WITH the economy decelerating markedly in the third quarter to grow by just 0.6 per cent over the year, Singapore is experiencing its slowest growth since the height of the global financial crisis in 2009. All the main engines of growth seem to have stalled: it was not just manufacturing that contracted, but the much-vaunted services sector - which had been resilient in the last two years of sluggish growth - also shrank in Q3.
The poor GDP data is corroborated by a slew of other economic indicators. Retail sales have plummeted, trade has been moribund, and the economy is beginning to shed jobs at an alarming rate. In the second quarter of 2016 (the latest figures by the Ministry of Manpower, or MOM), redundancies and graduate unemployment reached levels that were last seen during the global financial crisis. The re-entry rate into the workforce after being made redundant was the lowest since June 2009.
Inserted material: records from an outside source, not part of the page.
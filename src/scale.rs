/// Affine map of `value` from `[d0, d1]` onto `[r0, r1]`.
/// A degenerate domain maps everything to the middle of the range.
pub fn linear_map(value: f64, d0: f64, d1: f64, r0: f64, r1: f64) -> f64 {
    if d0 == d1 {
        return (r0 + r1) / 2.0;
    }
    let ratio = (value - d0) / (d1 - d0);
    r0 + ratio * (r1 - r0)
}

/// A continuous data → pixel scale.
#[derive(Debug, Clone, Copy, PartialEq)]
pub struct Scale {
    pub domain: (f64, f64), // Data min/max
    pub range: (f64, f64),  // Pixel min/max (may be inverted for y)
}

impl Scale {
    pub fn new(domain: (f64, f64), range: (f64, f64)) -> Self {
        Self { domain, range }
    }

    /// Scale whose domain is the observed min/max of `values`. `None` when empty.
    pub fn fit<I>(values: I, range: (f64, f64)) -> Option<Self>
    where
        I: IntoIterator<Item = f64>,
    {
        let (min, max) = min_max(values)?;
        Some(Self::new((min, max), range))
    }

    pub fn map(&self, value: f64) -> f64 {
        linear_map(value, self.domain.0, self.domain.1, self.range.0, self.range.1)
    }

    /// `count` evenly spaced values across the domain, endpoints included.
    /// A degenerate domain yields its single value.
    pub fn ticks(&self, count: usize) -> Vec<f64> {
        let (d0, d1) = self.domain;
        if d0 == d1 || count < 2 {
            return vec![d0];
        }
        let step = (d1 - d0) / (count - 1) as f64;
        (0..count).map(|i| d0 + step * i as f64).collect()
    }

    pub fn span(&self) -> f64 {
        (self.domain.1 - self.domain.0).abs()
    }
}

pub fn min_max<I>(values: I) -> Option<(f64, f64)>
where
    I: IntoIterator<Item = f64>,
{
    values.into_iter().fold(None, |acc, v| match acc {
        None => Some((v, v)),
        Some((lo, hi)) => Some((lo.min(v), hi.max(v))),
    })
}

/// Tick label with precision adapted to the span of the axis.
pub fn format_tick(value: f64, span: f64) -> String {
    let decimals = if span >= 10.0 {
        0
    } else if span >= 1.0 {
        1
    } else {
        2
    };
    format!("{:.*}", decimals, value)
}

#[cfg(test)]
mod tests {
    use super::*;

    #[test]
    fn test_linear_map() {
        assert_eq!(linear_map(5.0, 0.0, 10.0, 0.0, 100.0), 50.0);
        assert_eq!(linear_map(0.0, 0.0, 10.0, 300.0, 60.0), 300.0);
        assert_eq!(linear_map(10.0, 0.0, 10.0, 300.0, 60.0), 60.0);
    }

    #[test]
    fn test_linear_map_degenerate_domain() {
        assert_eq!(linear_map(7.0, 3.0, 3.0, 0.0, 100.0), 50.0);
        assert_eq!(linear_map(7.0, 3.0, 3.0, 300.0, 60.0), 180.0);
    }

    #[test]
    fn test_scale_fit() {
        let s = Scale::fit(vec![5.0, 5.5, 5.2], (300.0, 60.0)).unwrap();
        assert_eq!(s.domain, (5.0, 5.5));
        assert_eq!(s.map(5.0), 300.0);
        assert_eq!(s.map(5.5), 60.0);
        assert!(Scale::fit(Vec::<f64>::new(), (0.0, 1.0)).is_none());
    }

    #[test]
    fn test_ticks() {
        let s = Scale::new((0.0, 8.0), (0.0, 1.0));
        assert_eq!(s.ticks(5), vec![0.0, 2.0, 4.0, 6.0, 8.0]);
        let flat = Scale::new((3.0, 3.0), (0.0, 1.0));
        assert_eq!(flat.ticks(5), vec![3.0]);
    }

    #[test]
    fn test_format_tick() {
        assert_eq!(format_tick(12.345, 40.0), "12");
        assert_eq!(format_tick(5.26, 2.0), "5.3");
        assert_eq!(format_tick(5.127, 0.5), "5.13");
    }
}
The corporate sector is also under significant stress. Demand from businesses for loans has fallen as corporates hold off on big-ticket, long-term investment plans, reflecting dimmer growth opportunities in the near term and an uncertain macroeconomic outlook in the medium term. Prompt payments by small and medium-size enterprises (SMEs) are slowing - a clear sign of increasing stress in the corporate sector - while overall business sentiment is weighed down by falling profitability, as measured by the SBF-DP SME Index.